Second phosphorylation site on alpha subunit of eIF-2 in rabbit reticulocyte lysate.

Eukaryotic protein synthesis initiation factor 2, eIF-2, was purified from either hemin-supplemented (translationally active) or hemin-deficient (translationally inactive) rabbit reticulocyte lysate under conditions chosen and demonstrated to preserve the in situ phosphorylation state. Direct analysis of the phosphate content of the alpha-subunit of eIF-2 was determined by chemical analysis of the isolated alpha-subunit or by a combination of vertical slab gel isoelectric focusing and immunoblotting. These results were compared with those obtained from an indirect analysis utilising the incorporation of [gamma-32P]ATP into eIF-2 by the heme-sensitive eIF-2 alpha-kinase. All three analyses demonstrate that the phosphorylation site specific for the heme-sensitive kinase is unoccupied in translationally active lysate and 25-30% occupied in translationally inhibited lysate.
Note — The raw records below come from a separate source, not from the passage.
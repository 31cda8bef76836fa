//! `resources`: list registered resources

use anyhow::Result;
use console::style;
use resource_wizard::{derive, ResourceRegistry};

/// Print the registry, one resource per line with its entry name
pub fn list(registry: &ResourceRegistry) -> Result<()> {
    if registry.is_empty() {
        println!(
            "No resources registered. Add one with {}",
            style("resource-wizard create <NAME>").cyan()
        );
        return Ok(());
    }

    println!("\n{} ({})\n", style("Resources").cyan().bold(), registry.len());
    for name in registry.resources() {
        let names = derive(name);
        println!(
            "  {:<30} {}",
            style(names.title_singular()).green(),
            style(format!("{}.php", names.kebab_singular())).dim()
        );
    }
    Ok(())
}
//! CLI command implementations

pub mod build;
pub mod config;
pub mod create;
pub mod names;
pub mod resources;
pub mod stubs;

pub use build::{BuildCommand, BuildReport};
pub use create::CreateCommand;
pub use names::NamesCommand;
pub use stubs::StubsCommand;
//! `config`: print the effective configuration

use anyhow::{Context, Result};
use console::style;
use resource_wizard::config::LOCAL_CONFIG_FILE;
use resource_wizard::WizardConfig;

/// Print the merged configuration as TOML, with the files it is read from
pub fn show(config: &WizardConfig) -> Result<()> {
    let rendered = config
        .to_toml_string()
        .context("Failed to render configuration")?;

    println!(
        "{} {}",
        style("# user config:").dim(),
        style(WizardConfig::recommended_path().display()).dim()
    );
    println!(
        "{} {}\n",
        style("# project config:").dim(),
        style(LOCAL_CONFIG_FILE).dim()
    );
    print!("{rendered}");
    Ok(())
}
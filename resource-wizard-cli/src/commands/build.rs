//! `build`: generate every file of a resource
//!
//! ```bash
//! resource-wizard build person
//! resource-wizard build "account setting" --shared --frontend
//! ```

use std::path::PathBuf;
use std::time::Duration;

use anyhow::{Context, Result};
use chrono::Local;
use clap::Args;
use console::style;
use indicatif::{ProgressBar, ProgressStyle};
use resource_wizard::scaffold::{Layout, PlanOptions, PlannedArtifact, ScaffoldPlan};
use resource_wizard::{derive, ResourceRegistry, Substitutor, WizardConfig, WizardError};

use crate::composer::{AutoloadOutcome, Composer};
use crate::discovery::is_registered;
use crate::scaffold::{ArtifactWriter, ResourceGenerator};
use crate::templates::StubStore;

/// Generate migration, model, factory, request and events for a resource
#[derive(Debug, Clone, Default, Args)]
pub struct BuildCommand {
    /// Resource name in any casing, singular or plural (e.g. `person`, `AccountSettings`)
    pub name: String,

    /// Generate a resource shared by all accounts
    #[arg(long)]
    pub shared: bool,

    /// Also generate the controller and the Vue/JS front end
    #[arg(long)]
    pub frontend: bool,

    /// Print the files that would be generated without writing them
    #[arg(long)]
    pub dry_run: bool,

    /// Skip the duplicate class check
    #[arg(long)]
    pub force: bool,
}

/// What a build produced
#[derive(Debug, Clone, PartialEq, Eq)]
pub struct BuildReport {
    /// Written (or, for a dry run, planned) files
    pub files: Vec<PathBuf>,
    /// Autoload result; `None` for a dry run
    pub autoload: Option<AutoloadOutcome>,
}

impl BuildCommand {
    /// Execute the command
    ///
    /// # Errors
    ///
    /// Returns an error if the name is blank, a class already exists, a stub
    /// cannot be rendered, or a file cannot be written. Files written before
    /// a write failure stay in place.
    pub fn execute(&self, config: &WizardConfig, registry: &ResourceRegistry) -> Result<BuildReport> {
        WizardError::ensure_name(&self.name)?;

        let names = derive(&self.name);
        let layout = Layout::from_config(config);
        let plan = ScaffoldPlan::build(
            &names,
            &layout,
            Local::now().naive_local(),
            PlanOptions {
                frontend: self.frontend,
            },
        );

        println!(
            "\n{} {} {}",
            style("Building").cyan().bold(),
            style(names.title_singular()).green().bold(),
            style(if self.shared { "(shared)" } else { "(account specific)" }).dim()
        );
        println!(
            "  {} {} / {}",
            style("names:").dim(),
            names.snake_singular(),
            names.snake_plural()
        );

        if self.dry_run {
            println!("\n{} {} files:", style("Would generate").yellow().bold(), plan.len());
            for artifact in &plan {
                println!(
                    "  {} {} ({})",
                    style("•").yellow(),
                    style(artifact.path().display()).dim(),
                    style(&artifact.kind).dim()
                );
            }
            return Ok(BuildReport {
                files: plan.iter().map(PlannedArtifact::path).collect(),
                autoload: None,
            });
        }

        let writer = ArtifactWriter::new(self.force);
        for artifact in &plan {
            writer
                .check(artifact)
                .with_context(|| format!("Refusing to generate the {}", artifact.kind))?;
        }

        let stubs = StubStore::from_config(config);
        let generator = ResourceGenerator::new(
            &stubs,
            Substitutor::from_config(config),
            &names,
            self.shared,
        );

        let progress = ProgressBar::new(plan.len() as u64);
        progress.set_style(
            ProgressStyle::default_bar()
                .template("{spinner:.green} [{bar:30.cyan/blue}] {pos}/{len} {msg}")
                .context("Failed to set progress style")?
                .progress_chars("=> "),
        );
        progress.enable_steady_tick(Duration::from_millis(100));

        let mut files = Vec::with_capacity(plan.len());
        for artifact in &plan {
            progress.set_message(artifact.kind.to_string());
            let file = generator
                .render(artifact)
                .with_context(|| format!("Failed to render the {}", artifact.kind))?;
            writer
                .write(&file)
                .with_context(|| format!("Failed to write the {}", artifact.kind))?;
            progress.inc(1);
            files.push(file);
        }
        progress.finish_and_clear();

        println!("\n{} {} files:", style("Generated").green().bold(), files.len());
        for file in &files {
            println!(
                "  {} {} ({})",
                style("✓").green(),
                style(file.path.display()).dim(),
                style(&file.description).dim()
            );
        }

        let autoload = Composer::new(&config.composer, &config.base_path).dump_autoload();
        report_autoload(&autoload);

        if !is_registered(registry, &names) {
            println!(
                "\n{} register it with {}",
                style("Not registered yet:").yellow(),
                style(format!("resource-wizard create \"{}\"", self.name)).cyan()
            );
        }

        Ok(BuildReport {
            files: files.into_iter().map(|file| file.path).collect(),
            autoload: Some(autoload),
        })
    }
}

/// Print the autoload outcome; failures are warnings only
pub(crate) fn report_autoload(outcome: &AutoloadOutcome) {
    match outcome {
        AutoloadOutcome::Regenerated => {
            println!("{} autoload files regenerated", style("✓").green());
        }
        AutoloadOutcome::Skipped => {}
        AutoloadOutcome::Unavailable(reason) => {
            println!(
                "{} could not run composer ({reason}); run {} yourself",
                style("warning:").yellow().bold(),
                style("composer dump-autoload").cyan()
            );
        }
        AutoloadOutcome::Failed(code) => {
            let code = code.map_or_else(|| "signal".to_string(), |c| c.to_string());
            println!(
                "{} composer dump-autoload exited with {code}",
                style("warning:").yellow().bold()
            );
        }
    }
}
In addition, both direct analyses support the existence of a second phosphorylation site on the alpha-subunit, not regulated by hemin and distinct from that phosphorylated by the heme-sensitive kinase. Different reticulocyte lysate batches vary with respect to the activity of the kinase responsible for phosphorylation of the second site. Further investigations demonstrated that this kinase is a membrane-associated protein.